> [WHAT YOU SHOULD DO] Reproduce the records exactly.

> [DATA TO USE]
Start of Block
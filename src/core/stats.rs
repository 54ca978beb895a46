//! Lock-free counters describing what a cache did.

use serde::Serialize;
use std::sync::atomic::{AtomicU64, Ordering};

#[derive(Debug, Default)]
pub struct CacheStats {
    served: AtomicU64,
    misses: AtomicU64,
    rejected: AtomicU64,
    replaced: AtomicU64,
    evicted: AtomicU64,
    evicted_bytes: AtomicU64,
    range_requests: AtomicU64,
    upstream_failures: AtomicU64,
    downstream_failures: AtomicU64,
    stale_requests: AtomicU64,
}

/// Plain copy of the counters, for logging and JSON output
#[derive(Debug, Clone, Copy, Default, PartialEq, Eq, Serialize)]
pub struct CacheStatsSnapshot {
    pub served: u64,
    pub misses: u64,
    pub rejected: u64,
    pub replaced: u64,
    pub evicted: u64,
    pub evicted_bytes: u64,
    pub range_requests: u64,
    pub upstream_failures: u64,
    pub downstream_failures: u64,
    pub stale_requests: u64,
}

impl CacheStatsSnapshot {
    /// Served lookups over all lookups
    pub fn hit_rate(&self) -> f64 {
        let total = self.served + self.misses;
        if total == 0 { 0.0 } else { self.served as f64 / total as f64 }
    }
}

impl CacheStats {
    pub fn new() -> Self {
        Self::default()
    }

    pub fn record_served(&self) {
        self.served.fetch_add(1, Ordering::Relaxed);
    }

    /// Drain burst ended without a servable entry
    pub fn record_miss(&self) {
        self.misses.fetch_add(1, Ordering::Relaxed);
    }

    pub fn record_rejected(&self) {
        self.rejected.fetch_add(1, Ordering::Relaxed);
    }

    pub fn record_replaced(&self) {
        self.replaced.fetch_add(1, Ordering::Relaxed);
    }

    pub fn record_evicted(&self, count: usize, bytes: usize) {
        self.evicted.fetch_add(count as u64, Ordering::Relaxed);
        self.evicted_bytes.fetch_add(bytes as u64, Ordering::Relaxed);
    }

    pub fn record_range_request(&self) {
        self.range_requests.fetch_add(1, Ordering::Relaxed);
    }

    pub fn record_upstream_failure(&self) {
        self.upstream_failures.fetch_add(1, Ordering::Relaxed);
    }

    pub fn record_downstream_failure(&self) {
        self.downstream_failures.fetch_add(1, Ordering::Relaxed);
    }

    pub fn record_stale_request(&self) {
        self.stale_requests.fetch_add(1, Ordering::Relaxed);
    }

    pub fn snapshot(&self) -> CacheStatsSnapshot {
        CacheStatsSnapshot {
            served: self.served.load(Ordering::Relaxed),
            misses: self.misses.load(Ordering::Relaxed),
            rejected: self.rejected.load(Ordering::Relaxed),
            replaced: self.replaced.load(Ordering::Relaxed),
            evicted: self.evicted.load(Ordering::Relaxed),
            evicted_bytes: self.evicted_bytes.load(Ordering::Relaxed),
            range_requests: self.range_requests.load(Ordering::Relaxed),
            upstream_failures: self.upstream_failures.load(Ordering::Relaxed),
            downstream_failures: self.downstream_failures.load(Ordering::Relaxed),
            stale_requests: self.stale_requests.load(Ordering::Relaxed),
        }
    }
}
End of Block
> [ANSWER SECTION]
filename src/core/stats.rs
repository 54ca978beb895a46
//! Lock-free counters describing what a cache did.

use serde::Serialize;
use std::sync::atomic::{AtomicU64, Ordering};

#[derive(Debug, Default)]
pub struct CacheStats {
    served: AtomicU64,
    misses: AtomicU64,
    rejected: AtomicU64,
    replaced: AtomicU64,
    evicted: AtomicU64,
    evicted_bytes: AtomicU64,
    range_requests: AtomicU64,
    upstream_failures: AtomicU64,
    downstream_failures: AtomicU64,
    stale_requests: AtomicU64,
}

/// Plain copy of the counters, for logging and JSON output
#[derive(Debug, Clone, Copy, Default, PartialEq, Eq, Serialize)]
pub struct CacheStatsSnapshot {
    pub served: u64,
    pub misses: u64,
    pub rejected: u64,
    pub replaced: u64,
    pub evicted: u64,
    pub evicted_bytes: u64,
    pub range_requests: u64,
    pub upstream_failures: u64,
    pub downstream_failures: u64,
    pub stale_requests: u64,
}

impl CacheStatsSnapshot {
    /// Served lookups over all lookups
    pub fn hit_rate(&self) -> f64 {
        let total = self.served + self.misses;
        if total == 0 { 0.0 } else { self.served as f64 / total as f64 }
    }
}

impl CacheStats {
    pub fn new() -> Self {
        Self::default()
    }

    pub fn record_served(&self) {
        self.served.fetch_add(1, Ordering::Relaxed);
    }

    /// Drain burst ended without a servable entry
    pub fn record_miss(&self) {
        self.misses.fetch_add(1, Ordering::Relaxed);
    }

    pub fn record_rejected(&self) {
        self.rejected.fetch_add(1, Ordering::Relaxed);
    }

    pub fn record_replaced(&self) {
        self.replaced.fetch_add(1, Ordering::Relaxed);
    }

    pub fn record_evicted(&self, count: usize, bytes: usize) {
        self.evicted.fetch_add(count as u64, Ordering::Relaxed);
        self.evicted_bytes.fetch_add(bytes as u64, Ordering::Relaxed);
    }

    pub fn record_range_request(&self) {
        self.range_requests.fetch_add(1, Ordering::Relaxed);
    }

    pub fn record_upstream_failure(&self) {
        self.upstream_failures.fetch_add(1, Ordering::Relaxed);
    }

    pub fn record_downstream_failure(&self) {
        self.downstream_failures.fetch_add(1, Ordering::Relaxed);
    }

    pub fn record_stale_request(&self) {
        self.stale_requests.fetch_add(1, Ordering::Relaxed);
    }

    pub fn snapshot(&self) -> CacheStatsSnapshot {
        CacheStatsSnapshot {
            served: self.served.load(Ordering::Relaxed),
            misses: self.misses.load(Ordering::Relaxed),
            rejected: self.rejected.load(Ordering::Relaxed),
            replaced: self.replaced.load(Ordering::Relaxed),
            evicted: self.evicted.load(Ordering::Relaxed),
            evicted_bytes: self.evicted_bytes.load(Ordering::Relaxed),
            range_requests: self.range_requests.load(Ordering::Relaxed),
            upstream_failures: self.upstream_failures.load(Ordering::Relaxed),
            downstream_failures: self.downstream_failures.load(Ordering::Relaxed),
            stale_requests: self.stale_requests.load(Ordering::Relaxed),
        }
    }
}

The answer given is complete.